Pas de maillon faible donc ; la Berta de Aviva Fortunata se gagne les faveurs du public par un « Il vecchiotto cerca moglie » du plus bel effet, usant et abusant de son riche corsage pour faire tourner la tête d’un Bartolo qui n’en peut mais. C’est Misha Kiria qui ce soir tient le rôle du tuteur de Rosine et c’est sans doute lui qui recueillera les plus grandes faveurs du public. Il faut dire que son interprétation de Bartolo frise le sans-faute. Un baryton généreux et d’une grande souplesse avec juste ce qu’il faut de puissance, un jeu totalement maitrisé et d’une façon générale une partition qu’il a plaisir à dérouler avec grande aisance. Son « A un dottor della mia sorte » achèvera de conquérir la salle. L’autre voix grave de la soirée (Basilio) est tenu par Andrew Harris qui n’arrive pas, dans son air de la calomnie, à se libérer totalement, bien que la mise en scène en soit, une fois n’est pas coutume, plutôt d’une grande sobriété. L’instrument est là pourtant, solide et bien maîtrisé. Matthew Newlin est un Almaviva entreprenant, un peu gigolo ; il lui manque encore de s’imposer vocalement face à des collègues sur scène qui, il faut le dire, ont tendance à prendre toute la place.

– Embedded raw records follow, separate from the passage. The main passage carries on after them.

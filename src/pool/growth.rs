use super::{PoolInner, spawn_detached};
use crate::client::Status;
use crate::core::{SessionKind, TransactionMode};
use crate::session::Session;
use futures::future::join_all;
use log::{debug, warn};
use std::sync::Arc;
use tokio::time::Instant;

impl PoolInner {
    /// Start one background burst per planned `(kind, count)` reservation
    pub(crate) fn spawn_growth(self: &Arc<Self>, plans: Vec<(SessionKind, usize)>) {
        for (kind, reserved) in plans {
            let inner = Arc::clone(self);
            spawn_detached(async move { inner.grow(kind, reserved).await });
        }
    }

    async fn grow(self: Arc<Self>, kind: SessionKind, reserved: usize) {
        debug!("Creating {} {} sessions", reserved, kind);

        let remotes = match self.client.batch_create_sessions(kind, reserved).await {
            Ok(remotes) => remotes,
            Err(status) => {
                let (failures, retry_at, owed) = {
                    let mut state = self.lock_state();
                    state.fail_growth(kind, reserved, Instant::now(), &self.config);
                    (state.create_failures, state.create_retry_at, state.needs_growth(&self.config))
                };
                warn!(
                    "Failed to create {} {} sessions ({} consecutive failures): {}",
                    reserved, kind, failures, status
                );
                if let (true, Some(retry_at)) = (owed, retry_at) {
                    self.retry_growth_at(retry_at);
                }
                return;
            }
        };

        let mut sessions: Vec<Session> = remotes
            .into_iter()
            .map(|remote| Session::new(remote, kind))
            .collect();

        let mut dead = Vec::new();
        if sessions.len() > reserved {
            debug!(
                "Service returned {} sessions for a burst of {}; deleting the surplus",
                sessions.len(),
                reserved
            );
            dead.extend(sessions.drain(reserved..).map(|mut session| {
                session.mark_destroyed();
                session
            }));
        }
        if kind == SessionKind::ReadWritePrepared {
            let prepared = join_all(sessions.into_iter().map(|s| self.prepare(s))).await;
            sessions = Vec::with_capacity(prepared.len());
            for (mut session, failure) in prepared {
                match failure {
                    Some(status) if status.is_session_not_found() => {
                        session.mark_destroyed();
                        dead.push(session);
                    }
                    Some(status) => {
                        debug!(
                            "Could not prepare {} ({}), keeping it read-only: {}",
                            session.id(),
                            session.name(),
                            status
                        );
                        session.demote();
                        sessions.push(session);
                    }
                    None => sessions.push(session),
                }
            }
        }

        let created = sessions.len();
        let (leftovers, follow_up) = {
            let mut state = self.lock_state();
            let now = Instant::now();
            let leftovers =
                state.complete_growth(kind, reserved, sessions, now, self.config.allow_upgrade);
            state.counters.sessions_destroyed += leftovers.len() as u64;
            let follow_up = state.plan_follow_up(now, &self.config);
            (leftovers, follow_up)
        };

        if leftovers.is_empty() {
            debug!("Created {} {} sessions", created, kind);
        } else {
            debug!(
                "Pool closed while creating sessions; deleting {} new sessions",
                leftovers.len()
            );
        }

        dead.extend(leftovers.into_iter().map(|mut session| {
            session.mark_destroyed();
            session
        }));
        self.spawn_delete(dead);
        self.spawn_growth(follow_up);
    }

    /// Plan the growth still owed once the create backoff ends
    fn retry_growth_at(self: &Arc<Self>, retry_at: Instant) {
        let inner = Arc::clone(self);
        spawn_detached(async move {
            tokio::time::sleep_until(retry_at).await;
            let plans = inner
                .lock_state()
                .plan_follow_up(Instant::now(), &inner.config);
            inner.spawn_growth(plans);
        });
    }

    /// Begin a read-write transaction ahead of time
    pub(crate) async fn prepare(&self, mut session: Session) -> (Session, Option<Status>) {
        match self
            .client
            .begin_transaction(session.remote(), TransactionMode::ReadWrite)
            .await
        {
            Ok(transaction) => {
                session.set_prepared(transaction);
                (session, None)
            }
            Err(status) => (session, Some(status)),
        }
    }
}

#[cfg(test)]
mod tests {
    use crate::client::{MemorySessionClient, Operation, Status, StatusCode};
    use crate::core::SessionKind;
    use crate::pool::{PoolConfig, ReleaseOutcome, SessionPool};
    use std::sync::Arc;
    use std::time::Duration;
    use tokio::time::Instant;

    #[tokio::test(start_paused = true)]
    async fn test_write_sessions_are_prepared() {
        let client = Arc::new(MemorySessionClient::new("growth"));
        let pool = SessionPool::new(
            client.clone(),
            PoolConfig::new().min_sessions(0).max_sessions(2).inc_step(1),
        )
        .unwrap();

        let session = pool
            .acquire(SessionKind::ReadWritePrepared, None)
            .await
            .unwrap();
        assert!(session.is_prepared());
        assert_eq!(client.counts().begins, 1);

        pool.release(session, ReleaseOutcome::Valid);
    }

    #[tokio::test(start_paused = true)]
    async fn test_failed_burst_backs_off_then_retries_for_waiters() {
        let client = Arc::new(MemorySessionClient::new("growth"));
        client.fail_next(
            Operation::CreateSessions,
            Status::new(StatusCode::Unavailable, "backend down"),
        );

        let pool = SessionPool::new(
            client.clone(),
            PoolConfig::new()
                .min_sessions(0)
                .max_sessions(2)
                .inc_step(1)
                .create_backoff(Duration::from_millis(100), Duration::from_secs(1))
                .acquire_timeout(Duration::from_secs(5)),
        )
        .unwrap();

        let acquire = tokio::spawn({
            let pool = pool.clone();
            async move { pool.acquire(SessionKind::ReadOnly, None).await }
        });
        tokio::time::sleep(Duration::from_millis(10)).await;
        assert_eq!(pool.stats().create_failures, 1);
        assert_eq!(pool.size(), 0);

        let started = Instant::now();
        let session = acquire.await.unwrap().unwrap();
        assert!(started.elapsed() >= Duration::from_millis(80));
        assert_eq!(client.counts().create_batches, 2);
        pool.release(session, ReleaseOutcome::Valid);
    }
}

C’est le cas du rôle-titre. Voilà un barbier qu’on aimerait avoir tout près de chez soi ! Samuel Dale Johnson semble trouver dans le personnage de Figaro un rôle à sa pleine mesure. Ce garçon est vibrionnant, infatigable, d’une souplesse de félin et d’une agilité circassienne (y compris lorsqu’il chante dans les airs, retenu par un harnais d’escalade !). Tout cela ne serait rien sans la voix ; et là aussi, on en a pour son comptant. Timbre dense et clair, ligne de chant bien tenue (ce qui, selon les positions acrobatiques qu’on lui impose, relève parfois de la gageure). D’aucuns lui reprocheront de vouloir trop en faire, d’en rajouter, y compris dans l’étirement de la ligne musicale, au risque de mettre en péril la coordination avec les partenaires et l’orchestre, mais, nous l’avons dit, le chef était là pour veiller.
Nous voudrions dire un mot particulier de la Rosine de Vasilisa Berzhanskaya, jeune mezzo russe issue de l’ensemble du Bolchoï. Sa toute première apparition, à la fenêtre, et les quelques notes émises, nous ont frappé par leur justesse et leur chaleur. Son « Una voce poco fa » a confirmé la beauté du medium et la profondeur des graves, tout cela soutenu par un timbre charnel du plus bel effet, possédant de riches harmoniques, envoutant pour tout dire. Mais l’aria est long et redoutable et il faut tenir la distance – et accepter de faire mille choses tout en roucoulant, comme tirer les rideaux, porter un pupitre ou passer le balai ce qui, on le concèdera, ne facilite pas forcément la concentration. En un mot, tout n’y était pas, quelques aigus furent timides, la ligne de chant parfois distendue, mais on a eu envie d’être indulgent, tant il nous a semblé que le potentiel vocal est là, qui nécessitera encore approfondissement. Le second air « Dunque io son’ » confirmera ces magnifiques dispositions qui nous donnent envie d’entendre la toute jeune madame Berzhanskaya dans d’autres rôles. Avis aux amateurs : elle débutera dans Romeo de I Capuleti e i Montecchi sous la baguette de Daniele Gatti à Rome dès janvier 2020.